**Requirement**
All lines holding the string "None" should be copied from the data below.

(Stored data entries)
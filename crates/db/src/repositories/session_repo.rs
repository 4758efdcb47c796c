//! Repository for the `sessions` table.

use sqlx::PgPool;
use warden_core::types::DbId;

use crate::models::session::{CreateSession, RotateSession, SessionLookup, UserSession};

/// Column list shared across queries to avoid repetition.
const COLUMNS: &str = "id, user_id, access_token_hash, refresh_token_hash, device_token, \
                        time_zone, login_at, logout_at, is_logged_in, \
                        created_at, updated_at, deleted_at, created_by, updated_by, deleted_by";

/// Predicate for rows that still represent a live login.
const ACTIVE: &str = "is_logged_in = true AND logout_at IS NULL";

/// Provides lifecycle operations for login sessions.
pub struct SessionRepo;

impl SessionRepo {
    /// Insert a new logged-in session, returning the created row.
    pub async fn create(pool: &PgPool, input: &CreateSession) -> Result<UserSession, sqlx::Error> {
        let query = format!(
            "INSERT INTO sessions
                (user_id, access_token_hash, refresh_token_hash, device_token, time_zone,
                 login_at, is_logged_in, created_by)
             VALUES ($1, $2, $3, $4, $5, $6, true, $1)
             RETURNING {COLUMNS}"
        );
        sqlx::query_as::<_, UserSession>(&query)
            .bind(input.user_id)
            .bind(&input.access_token_hash)
            .bind(&input.refresh_token_hash)
            .bind(&input.device_token)
            .bind(&input.time_zone)
            .bind(input.login_at)
            .fetch_one(pool)
            .await
    }

    /// Find a session by any lookup criterion, active or not.
    ///
    /// Token lookups prefer the most recent login if digests ever repeat.
    pub async fn find(
        pool: &PgPool,
        lookup: &SessionLookup,
    ) -> Result<Option<UserSession>, sqlx::Error> {
        match lookup {
            SessionLookup::Id(id) => {
                let query = format!("SELECT {COLUMNS} FROM sessions WHERE id = $1");
                sqlx::query_as::<_, UserSession>(&query)
                    .bind(id)
                    .fetch_optional(pool)
                    .await
            }
            SessionLookup::AccessToken(hash) => {
                let query = format!(
                    "SELECT {COLUMNS} FROM sessions
                     WHERE access_token_hash = $1
                     ORDER BY login_at DESC LIMIT 1"
                );
                sqlx::query_as::<_, UserSession>(&query)
                    .bind(hash)
                    .fetch_optional(pool)
                    .await
            }
            SessionLookup::RefreshToken {
                refresh_hash,
                user_id,
            } => {
                let query = format!(
                    "SELECT {COLUMNS} FROM sessions
                     WHERE refresh_token_hash = $1 AND user_id = $2
                     ORDER BY login_at DESC LIMIT 1"
                );
                sqlx::query_as::<_, UserSession>(&query)
                    .bind(refresh_hash)
                    .bind(user_id)
                    .fetch_optional(pool)
                    .await
            }
            SessionLookup::TokenPair {
                access_hash,
                refresh_hash,
            } => {
                let query = format!(
                    "SELECT {COLUMNS} FROM sessions
                     WHERE access_token_hash = $1 AND refresh_token_hash = $2
                     ORDER BY login_at DESC LIMIT 1"
                );
                sqlx::query_as::<_, UserSession>(&query)
                    .bind(access_hash)
                    .bind(refresh_hash)
                    .fetch_optional(pool)
                    .await
            }
        }
    }

    /// Swap the token digests of an active session in one guarded statement.
    ///
    /// Returns `None` when the row is gone, closed, or no longer carries
    /// `input.expected_refresh_hash` (another refresh won the race).
    pub async fn rotate(
        pool: &PgPool,
        id: DbId,
        input: &RotateSession,
    ) -> Result<Option<UserSession>, sqlx::Error> {
        let query = format!(
            "UPDATE sessions SET
                access_token_hash = $3,
                refresh_token_hash = $4,
                device_token = COALESCE($5, device_token),
                time_zone = COALESCE($6, time_zone),
                updated_by = user_id
             WHERE id = $1 AND refresh_token_hash = $2 AND {ACTIVE}
             RETURNING {COLUMNS}"
        );
        sqlx::query_as::<_, UserSession>(&query)
            .bind(id)
            .bind(&input.expected_refresh_hash)
            .bind(&input.access_token_hash)
            .bind(&input.refresh_token_hash)
            .bind(&input.device_token)
            .bind(&input.time_zone)
            .fetch_optional(pool)
            .await
    }

    /// Close a session. `logout_at` is only set the first time.
    ///
    /// Returns `None` if no row with the given `id` exists.
    pub async fn close(pool: &PgPool, id: DbId) -> Result<Option<UserSession>, sqlx::Error> {
        let query = format!(
            "UPDATE sessions SET
                is_logged_in = false,
                logout_at = COALESCE(logout_at, NOW())
             WHERE id = $1
             RETURNING {COLUMNS}"
        );
        sqlx::query_as::<_, UserSession>(&query)
            .bind(id)
            .fetch_optional(pool)
            .await
    }

    /// Close every active session of a user. Returns the count of closed rows.
    pub async fn close_all_for_user(pool: &PgPool, user_id: DbId) -> Result<u64, sqlx::Error> {
        let query = format!(
            "UPDATE sessions SET is_logged_in = false, logout_at = NOW()
             WHERE user_id = $1 AND {ACTIVE}"
        );
        let result = sqlx::query(&query).bind(user_id).execute(pool).await?;
        Ok(result.rows_affected())
    }

    /// List a user's active sessions, most recent login first.
    pub async fn list_active_for_user(
        pool: &PgPool,
        user_id: DbId,
    ) -> Result<Vec<UserSession>, sqlx::Error> {
        let query = format!(
            "SELECT {COLUMNS} FROM sessions
             WHERE user_id = $1 AND {ACTIVE}
             ORDER BY login_at DESC, id DESC"
        );
        sqlx::query_as::<_, UserSession>(&query)
            .bind(user_id)
            .fetch_all(pool)
            .await
    }
}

**Answer for the task**
    /// Returns `None` when the row is gone, closed, or no longer carries
    /// Returns `None` if no row with the given `id` exists.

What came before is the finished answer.